Insurable Perils vs. Maintenance Issues

When purchasing a homeowner policy, be aware there are some losses you can incur which are insurable events while there are others which are simply maintenance issues which are outside the scope of the policy and some issues which could be covered but are not due to the type of policy you purchase.

A Quick Overview

Perils covered in a policy can range from fire only to a policy described as a special form or deluxe form or all perils policy, or some other name which would connote anything which could cause physical damage to your home or personal belongings would be covered. It is common to all policies to enumerate perils, both the covered and excluded perils, so a quick review of your declaration page (page of policy showing limits of coverages) should help you understand what perils you are paying for. A better idea is to read the subsection in your policy which would be entitled “Perils insured against.”

In the same general area in your insurance policy you will also find a section called “Exclusions” which lists several perils which under “perils insured against” seem to provide coverage, yet because of exclusions some of those insured perils have limitations placed upon them.

Limitations On Insurable Perils

Here are a few examples:

  • Under peril of collapse of building, collapse is defined as the abrupt falling down or caving in of all or part of a building resulting in the building being unfit for occupancy and its intended use. It also identifies how the building must have collapsed in order for coverage to be provided. Everything seems to be rather clear, but when you go to “exclusion” section you find an exclusion referring to earth movement which further limits the coverages.
  • How about peril covering accidental discharge or overflow of water or steam from within a plumbing, heating, air conditioning, or automatic fire protection sprinkler system or household appliance. Clear enough, but when you read under exclusions you find there is an exclusion for water damage caused by flood, surface water, ice flow, waves, tidal water, storm surge, tsunami, seiche, overflow of a body of water…water or sewage that backs up or overflows from a sewage, septic, or drainage system….(City Squire, Farm Bureau Insurance p. 15 of 38).
  • One more example, windstorm and hail coverage under perils insured against limits this coverage quite extensively, and then under exclusions expands the limitations under weather conditions–meaning any weather condition which results in landslides, mudflows, or earth sinking, rising, or shifting; flood, ice flow, waves, water or sewage backing up through sewer drains, or a septic system…(ibid)

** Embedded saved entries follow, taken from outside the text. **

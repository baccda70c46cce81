use std::collections::{BTreeMap, HashSet};
use std::time::Duration;

use tracing::info;

use crate::catalog::AudioRecord;
use crate::poll::{PageSignal, PollMsg};
use crate::source::{FeedId, MessageId};

/// How many recently catalogued records the console keeps around.
pub const RECENT_CAPACITY: usize = 200;

/// What a feed's engine was last reported doing.
#[derive(Debug, Clone, PartialEq, Eq)]
pub enum FeedStatus {
    Starting,
    Fetching { cursor: MessageId },
    Waiting { cursor: MessageId, next_in: Duration },
    Resting { delay: Duration },
    Stopped,
    Error(String),
}

impl FeedStatus {
    pub fn describe(&self) -> String {
        match self {
            FeedStatus::Starting => "starting".into(),
            FeedStatus::Fetching { cursor: 0 } => "probing newest message".into(),
            FeedStatus::Fetching { cursor } => format!("fetching before {cursor}"),
            FeedStatus::Waiting { cursor, next_in } => {
                format!("next page before {cursor} in {}s", next_in.as_secs())
            }
            FeedStatus::Resting { delay } => format!("caught up, re-probing in {}s", delay.as_secs()),
            FeedStatus::Stopped => "stopped".into(),
            FeedStatus::Error(e) => format!("error: {e}"),
        }
    }
}

#[derive(Debug, Clone, PartialEq, Eq)]
pub struct FeedView {
    pub title: String,
    pub status: FeedStatus,
    /// New records catalogued since the process started.
    pub new_items: usize,
    pub last_signal: Option<PageSignal>,
}

pub struct App {
    /// De-duplicated, newest-first records, capped at [`RECENT_CAPACITY`].
    pub recent: Vec<AudioRecord>,
    seen: HashSet<(FeedId, MessageId)>,
    pub feeds: BTreeMap<FeedId, FeedView>,
    /// Whether the operator has requested to quit.
    pub quit: bool,
}

impl App {
    pub fn new() -> Self {
        Self {
            recent: Vec::new(),
            seen: HashSet::new(),
            feeds: BTreeMap::new(),
            quit: false,
        }
    }

    pub fn track(&mut self, feed_id: FeedId, title: impl Into<String>) {
        let title = title.into();
        self.feeds
            .entry(feed_id)
            .and_modify(|view| view.status = FeedStatus::Starting)
            .or_insert(FeedView {
                title,
                status: FeedStatus::Starting,
                new_items: 0,
                last_signal: None,
            });
    }

    #[cfg(test)]
    pub fn status_of(&self, feed_id: FeedId) -> Option<&FeedStatus> {
        self.feeds.get(&feed_id).map(|view| &view.status)
    }

    /// Fold one engine message into the console state.
    pub fn apply(&mut self, msg: PollMsg) {
        let feed_id = msg.feed_id();
        match msg {
            PollMsg::Fetching { cursor, .. } => self.set_status(feed_id, FeedStatus::Fetching { cursor }),
            PollMsg::Items { items, .. } => {
                let added = self.merge_items(items);
                if let Some(view) = self.feeds.get_mut(&feed_id) {
                    view.new_items += added;
                }
                if added > 0 {
                    info!(feed_id, added, "New audio catalogued");
                }
            }
            PollMsg::Page {
                signal,
                cursor,
                next_in,
                ..
            } => {
                self.set_status(feed_id, FeedStatus::Waiting { cursor, next_in });
                if let Some(view) = self.feeds.get_mut(&feed_id) {
                    view.last_signal = Some(signal);
                }
            }
            PollMsg::Resting { delay, .. } => self.set_status(feed_id, FeedStatus::Resting { delay }),
            PollMsg::Error { error, .. } => self.set_status(feed_id, FeedStatus::Error(error)),
            PollMsg::Ended { .. } => self.set_status(feed_id, FeedStatus::Stopped),
        }
    }

    fn set_status(&mut self, feed_id: FeedId, status: FeedStatus) {
        match self.feeds.get_mut(&feed_id) {
            Some(view) => view.status = status,
            None => {
                self.feeds.insert(
                    feed_id,
                    FeedView {
                        title: format!("feed {feed_id}"),
                        status,
                        new_items: 0,
                        last_signal: None,
                    },
                );
            }
        }
    }

    /// Merge records into the recent cache, de-duplicate, and re-sort.
    ///
    /// Returns how many were not already cached.
    pub fn merge_items(&mut self, new_items: Vec<AudioRecord>) -> usize {
        let mut added = 0;
        for item in new_items {
            if self.seen.insert((item.feed_id, item.message_id)) {
                self.recent.push(item);
                added += 1;
            }
        }
        self.recent.sort();
        if self.recent.len() > RECENT_CAPACITY {
            for evicted in self.recent.drain(RECENT_CAPACITY..) {
                self.seen.remove(&(evicted.feed_id, evicted.message_id));
            }
        }
        added
    }

    pub fn status_lines(&self) -> Vec<String> {
        self.feeds
            .iter()
            .map(|(feed_id, view)| {
                format!(
                    "{feed_id} {:?}: {} ({} new)",
                    view.title,
                    view.status.describe(),
                    view.new_items
                )
            })
            .collect()
    }

    pub fn log_status(&self) {
        for line in self.status_lines() {
            info!("{line}");
        }
        if let Some(latest) = self.recent.first() {
            info!(
                feed_id = latest.feed_id,
                message_id = latest.message_id,
                "Latest: {}",
                latest.display_title()
            );
        }
    }
}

Also, within the insurable perils there are limitations on how much the insurance company will participate in the event of loss, i.e. limitations on theft of guns, jewelry, electronic devices, removal of fallen trees, damage to landscaping, debris removal, damage caused by pollutants or mold to name a few.

Maintenance Issues

Somewhere in your insurance policy you will find phrasing which introduces that the insurance company will not under any circumstance cover “. . . any loss where one or more of the following at any time directly or indirectly cause, contribute to, or aggravate the loss:

a. Any conduct, act, failure to act, or decision of any person, organization, or governmental entity, whether intentional, wrongful, negligent, or without fault. . .

b. Any faulty, inadequate, or defective construction, remodeling, renovation, repair, workmanship,or materials. . .

c. Any maintenance of all or part of any property whether on or off the insured location.(ibid)

A couple of examples will help here. Damage done by birds, vermin, insects, rodents, or domestic animals are generally considered maintenance issues; but in the event a building collapses due to damage caused by one of the above, it is covered.

In the wintertime snow and ice accumulating on the roof causing damage to roof, gutters, or stove pipes would normally be covered if you were not able to remove it on a timely basis. If you were aware of the build up and did nothing to clear the roof, an adjuster could very easily and justifiably deny the claim.

Bathroom floors over time have a tendency to rot away around the appliances due to water escaping from those appliances. If the damage was where you could not normally be aware of it, the adjuster would probably count the event as a one time event and pay for repairs; but if you were simply ignoring the ongoing damage, he again could justifiably deny the claim.

A roof finally just wearing out due to age and normal wear and tear should not be expected to be paid for by the insurance company.


It is not always clear as to what will or will not be covered under your homeowner policy; so if you feel you have a legitimate claim, talk to your agent and let him or her take a claim report from you pursuant to submitting the claim. I believe it is fair to say most agents will do all they can to make sure you get what is contractually your right to receive. Their interest in keeping you as a client rests upon their faith in you that you will submit an honest claim. They recognize that you have exercised your faith in them by your payment of your premiums and now is the time for them to show your faith in them was not in vain. Companies who treat their clients unfairly or fraudulently don’t stay in business very long, so find a company with longevity and a good public record of honesty and you can be pretty certain you will understand at the time of a loss whether it is an insurable peril or maintenance issue.